I have made the same point as a comment to the question that got subsequently ignored/contradicted by close voters:

Duplicate of this question: Is there a ZIP code I can enter when paying-at-the-pump in the USA with a foreign credit card? but DO NOT VOTE TO CLOSE as there is no answer for South Korean Visa cards.

Now I agree with you that the new question is a subset of the older question, but there is no answer for the new question there. When you vote to close a question the text says:

This question has been asked before and already has an answer.
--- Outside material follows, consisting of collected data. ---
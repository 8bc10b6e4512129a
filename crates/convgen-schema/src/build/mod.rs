use crate::{Error, node::TypeDescriptor, registry::TypeRegistry, validate::validate_types};

///
/// TypeRegistryBuilder
///
/// Explicit registration step: every known type is added here once, then
/// `build` validates the whole set before any generator can see it.
///

#[derive(Debug, Default)]
pub struct TypeRegistryBuilder {
    types: Vec<TypeDescriptor>,
}

impl TypeRegistryBuilder {
    #[must_use]
    pub const fn new() -> Self {
        Self { types: Vec::new() }
    }

    pub fn register(&mut self, desc: TypeDescriptor) -> &mut Self {
        self.types.push(desc);
        self
    }

    #[must_use]
    pub fn with(mut self, desc: TypeDescriptor) -> Self {
        self.types.push(desc);
        self
    }

    /// Validate and freeze. Reports every problem found, not just the first.
    pub fn build(self) -> Result<TypeRegistry, Error> {
        validate_types(&self.types).map_err(Error::Validation)?;

        Ok(TypeRegistry::from_descriptors(self.types))
    }
}

#[cfg(test)]
mod tests {
    use super::*;
    use crate::types::{Primitive, TypeKey, TypeRef};

    fn pod(version: &str) -> TypeDescriptor {
        TypeDescriptor::new(version, "Pod")
            .with_field("name", Primitive::Text)
            .with_field("spec", TypeRef::named(version, "PodSpec"))
    }

    fn pod_spec(version: &str) -> TypeDescriptor {
        TypeDescriptor::new(version, "PodSpec").with_field("replicas", Primitive::Int32)
    }

    #[test]
    fn known_types_are_sorted_by_name() {
        let registry = TypeRegistryBuilder::new()
            .with(pod_spec("v1"))
            .with(pod("v1"))
            .with(pod("api"))
            .with(pod_spec("api"))
            .build()
            .unwrap();

        let names: Vec<_> = registry.known_types("v1").map(TypeDescriptor::name).collect();
        assert_eq!(names, vec!["Pod", "PodSpec"]);
        assert_eq!(registry.versions().collect::<Vec<_>>(), vec!["api", "v1"]);
        assert_eq!(registry.len(), 4);
        assert!(registry.contains(&TypeKey::new("api", "PodSpec")));
        assert_eq!(registry.known_types("v2").count(), 0);
    }

    #[test]
    fn fields_keep_declared_order() {
        let registry = TypeRegistryBuilder::new()
            .with(pod("v1"))
            .with(pod_spec("v1"))
            .build()
            .unwrap();

        let desc = registry.lookup("v1", "Pod").unwrap();
        let fields: Vec<_> = desc.fields().iter().map(|f| f.name.as_str()).collect();

        assert_eq!(fields, vec!["name", "spec"]);
    }

    #[test]
    fn build_reports_every_problem() {
        let err = TypeRegistryBuilder::new()
            .with(pod("v1"))
            .with(pod("v1"))
            .with(TypeDescriptor::new("v1", "Bad").with_field("type", Primitive::Bool))
            .build()
            .unwrap_err();

        let Error::Validation(tree) = err else {
            panic!("expected validation error");
        };
        let text = tree.to_string();

        assert!(text.contains("duplicate type 'Pod'"), "{text}");
        assert!(text.contains("unknown type 'v1::PodSpec'"), "{text}");
        assert!(text.contains("'type' is reserved"), "{text}");
    }
}
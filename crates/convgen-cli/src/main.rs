use anyhow::{Context, Result, bail};
use clap::{Parser, Subcommand};
use convgen::{
    Project,
    config::CONFIG_FILE,
    splice::update_version,
    verify::check_version,
};
use std::{
    io::Write,
    path::{Path, PathBuf},
};
use tracing::{Level, info, warn};

#[derive(Debug, Parser)]
#[command(name = "convgen")]
#[command(about = "Deterministic conversion-function generator.", long_about = None)]
struct Cli {
    /// Log planning and emission steps.
    #[arg(long, short, global = true)]
    verbose: bool,

    #[command(subcommand)]
    command: Command,
}

#[derive(Debug, Subcommand)]
enum Command {
    /// Load and validate the schema.
    CheckSchema {
        #[arg(long, default_value = CONFIG_FILE, env = "CONVGEN_CONFIG")]
        config: PathBuf,
    },
    /// Print generated functions and names for one or all targets.
    Generate {
        #[arg(long, default_value = CONFIG_FILE, env = "CONVGEN_CONFIG")]
        config: PathBuf,
        #[arg(long)]
        version: Option<String>,
    },
    /// Rewrite the generated sections of the target files.
    Update {
        #[arg(long, default_value = CONFIG_FILE, env = "CONVGEN_CONFIG")]
        config: PathBuf,
        #[arg(long)]
        version: Option<String>,
    },
    /// Fail if a target file differs from fresh output.
    Verify {
        #[arg(long, default_value = CONFIG_FILE, env = "CONVGEN_CONFIG")]
        config: PathBuf,
        #[arg(long)]
        version: Option<String>,
        /// Where fresh output is written for mismatched sections.
        #[arg(long, default_value = ".")]
        side_dir: PathBuf,
    },
}

fn main() -> Result<()> {
    let cli = Cli::parse();

    tracing_subscriber::fmt()
        .with_max_level(if cli.verbose { Level::DEBUG } else { Level::INFO })
        .with_target(false)
        .with_writer(std::io::stderr)
        .init();

    try_main(cli).map_err(|err| {
        eprintln!("{err:#}");
        err
    })
}

fn try_main(cli: Cli) -> Result<()> {
    match cli.command {
        Command::CheckSchema { config } => run_check_schema(&config),
        Command::Generate { config, version } => run_generate(&config, version.as_deref()),
        Command::Update { config, version } => run_update(&config, version.as_deref()),
        Command::Verify {
            config,
            version,
            side_dir,
        } => run_verify(&config, version.as_deref(), &side_dir),
    }
}

fn load(config: &Path) -> Result<Project> {
    Project::load(config).with_context(|| format!("load project: {}", config.display()))
}

// versions named on the command line, or every target in config order
fn versions(project: &Project, version: Option<&str>) -> Result<Vec<String>> {
    let targets = project.config.select(version)?;

    Ok(targets.into_iter().map(|t| t.version.clone()).collect())
}

fn run_check_schema(config: &Path) -> Result<()> {
    let project = load(config)?;
    let registry = &project.schema.registry;

    for version in registry.versions() {
        info!(%version, types = registry.known_types(version).count(), "version");
    }
    println!(
        "{} types in {} versions, {} overrides",
        registry.len(),
        registry.versions().count(),
        project.schema.overrides.len()
    );

    Ok(())
}

fn run_generate(config: &Path, version: Option<&str>) -> Result<()> {
    let project = load(config)?;
    let mut stdout = std::io::stdout().lock();

    for version in versions(&project, version)? {
        let output = project.generate(&version)?;

        writeln!(stdout, "// {version}: functions")?;
        stdout.write_all(output.functions.as_bytes())?;
        writeln!(stdout, "// {version}: names")?;
        stdout.write_all(output.names.as_bytes())?;
    }

    Ok(())
}

fn run_update(config: &Path, version: Option<&str>) -> Result<()> {
    let project = load(config)?;

    for version in versions(&project, version)? {
        if !update_version(&project, &version)? {
            info!(%version, "already up to date");
        }
    }

    Ok(())
}

fn run_verify(config: &Path, version: Option<&str>, side_dir: &Path) -> Result<()> {
    let project = load(config)?;
    let mut mismatched = 0;

    for version in versions(&project, version)? {
        let report = check_version(&project, &version, side_dir)?;
        for failure in &report.failures {
            warn!(%version, name = %failure.name, "type was not generated");
        }
        for err in report.errors() {
            eprintln!("{err}");
            mismatched += 1;
        }
    }

    if mismatched > 0 {
        bail!("{mismatched} generated section(s) differ; run `convgen update`");
    }
    println!("generated conversions are up to date");

    Ok(())
}
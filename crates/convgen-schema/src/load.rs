//! TOML schema files.
//!
//! A schema file lists every known type per version plus the manual
//! overrides. Loading parses each type expression, validates the resulting
//! registry and reports all problems together.

use crate::{
    Error,
    build::TypeRegistryBuilder,
    error::ErrorTree,
    node::TypeDescriptor,
    overrides::OverrideRegistry,
    parse::parse_type,
    registry::TypeRegistry,
    validate::naming::validate_path,
};
use serde::Deserialize;
use std::{fs, path::Path};

///
/// SchemaFile
///

#[derive(Debug, Default, Deserialize)]
#[serde(deny_unknown_fields)]
pub struct SchemaFile {
    #[serde(default)]
    pub types: Vec<TypeEntry>,

    #[serde(default)]
    pub overrides: Vec<OverrideEntry>,
}

///
/// TypeEntry
///

#[derive(Debug, Deserialize)]
#[serde(deny_unknown_fields)]
pub struct TypeEntry {
    pub version: String,
    pub name: String,

    #[serde(default)]
    pub fields: Vec<FieldEntry>,
}

///
/// FieldEntry
///

#[derive(Debug, Deserialize)]
#[serde(deny_unknown_fields)]
pub struct FieldEntry {
    pub name: String,

    #[serde(rename = "type")]
    pub ty: String,
}

///
/// OverrideEntry
///

#[derive(Debug, Deserialize)]
#[serde(deny_unknown_fields)]
pub struct OverrideEntry {
    pub source: String,
    pub destination: String,
    pub function: String,
}

///
/// Schema
/// The two registries a generator reads.
///

#[derive(Clone, Debug)]
pub struct Schema {
    pub registry: TypeRegistry,
    pub overrides: OverrideRegistry,
}

/// Parse a schema from TOML text.
pub fn load_str(text: &str) -> Result<Schema, Error> {
    let file: SchemaFile = toml::from_str(text)?;

    file.into_schema()
}

/// Read and parse a schema file.
pub fn load_file(path: &Path) -> Result<Schema, Error> {
    let text = fs::read_to_string(path).map_err(|source| Error::Io {
        path: path.to_path_buf(),
        source,
    })?;

    load_str(&text)
}

impl SchemaFile {
    pub fn into_schema(self) -> Result<Schema, Error> {
        let mut errs = ErrorTree::new();
        let mut builder = TypeRegistryBuilder::new();

        for entry in self.types {
            let route = format!("{}::{}", entry.version, entry.name);
            let mut desc = TypeDescriptor::new(&entry.version, &entry.name);

            for field in entry.fields {
                match parse_type(&field.ty, Some(&entry.version)) {
                    Ok(ty) => desc = desc.with_field(field.name, ty),
                    Err(e) => errs.add_for(format!("{route}.{}", field.name), e),
                }
            }

            builder.register(desc);
        }

        let mut overrides = OverrideRegistry::new();
        for (i, entry) in self.overrides.into_iter().enumerate() {
            let route = format!("overrides[{i}]");
            let source = parse_type(&entry.source, None);
            let destination = parse_type(&entry.destination, None);

            if let Err(msg) = validate_path(&entry.function) {
                errs.add_for(route.clone(), msg);
            }

            match (source, destination) {
                (Ok(source), Ok(destination)) => {
                    if let Some(prev) = overrides.register(source, destination, &entry.function) {
                        errs.add_for(route, format!("pair already overridden by '{prev}'"));
                    }
                }
                (source, destination) => {
                    for e in [source.err(), destination.err()].into_iter().flatten() {
                        errs.add_for(route.clone(), e);
                    }
                }
            }
        }

        // field parse errors first; registry validation would only repeat them
        errs.result().map_err(Error::Validation)?;
        let registry = builder.build()?;

        let mut errs = ErrorTree::new();
        for (source, destination, function) in overrides.iter() {
            for key in source.named_keys().into_iter().chain(destination.named_keys()) {
                if !registry.contains(key) {
                    errs.add(format!("override '{function}' references unknown type '{key}'"));
                }
            }
        }
        errs.result().map_err(Error::Validation)?;

        Ok(Schema {
            registry,
            overrides,
        })
    }
}

#[cfg(test)]
mod tests {
    use super::*;
    use crate::types::{Primitive, TypeRef};

    const SCHEMA: &str = r#"
[[types]]
version = "v1"
name = "Pod"
fields = [
    { name = "name", type = "Text" },
    { name = "spec", type = "PodSpec" },
]

[[types]]
version = "v1"
name = "PodSpec"
fields = [{ name = "replicas", type = "Int32" }]

[[types]]
version = "api"
name = "PodSpec"
fields = [{ name = "replicas", type = "Int64" }]

[[overrides]]
source = "v1::PodSpec"
destination = "api::PodSpec"
function = "crate::manual::pod_spec_to_api"
"#;

    #[test]
    fn loads_types_and_overrides() {
        let schema = load_str(SCHEMA).unwrap();

        let pod = schema.registry.lookup("v1", "Pod").unwrap();
        assert_eq!(pod.field("spec").unwrap().ty, TypeRef::named("v1", "PodSpec"));
        assert_eq!(
            pod.field("name").unwrap().ty,
            TypeRef::Primitive(Primitive::Text)
        );
        assert_eq!(
            schema.overrides.lookup(
                &TypeRef::named("v1", "PodSpec"),
                &TypeRef::named("api", "PodSpec")
            ),
            Some("crate::manual::pod_spec_to_api")
        );
    }

    #[test]
    fn reports_bad_field_types_by_route() {
        let text = r#"
[[types]]
version = "v1"
name = "Pod"
fields = [{ name = "spec", type = "Vec<" }]
"#;
        let Err(Error::Validation(tree)) = load_str(text) else {
            panic!("expected validation error");
        };

        assert!(tree.to_string().starts_with("v1::Pod.spec: unexpected end"));
    }

    #[test]
    fn overrides_must_reference_known_types() {
        let text = r#"
[[overrides]]
source = "v1::Missing"
destination = "Text"
function = "convert_missing"
"#;
        let Err(Error::Validation(tree)) = load_str(text) else {
            panic!("expected validation error");
        };

        assert!(tree.to_string().contains("unknown type 'v1::Missing'"));
    }

    #[test]
    fn unknown_keys_are_rejected() {
        assert!(matches!(
            load_str("[[types]]\nversion = \"v1\"\nname = \"Pod\"\nkind = \"struct\"\n"),
            Err(Error::Toml(_))
        ));
    }
}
where the emphasis is mine. So no, that new question does not have an answer there. Nor will there be a new answer covering the new question anytime soon (unless by sheer luck) if the new question gets closed and falls into the oblivion of dupe-closed questions where only ghosts live.
Attracting attention to this subset of a question is virtually impossible for a new user who did ask a good enough question. I have pointed out similar in comments before closure:

I see your point but the close reason says "This question has been asked before and already has an answer." (emphasis mine) which in this case is just not true! So I suggest to leave this post open until the South Korean credit card case has been answered in the general post and then and only then close it as a dupe! Closing it now will not help the OP nor create an incentive to post new answers for this special case. That's my 2 cent in this.

In this instance IMHO the new question has been wrongly closed because there is no answer in the supposed dupe (as of now).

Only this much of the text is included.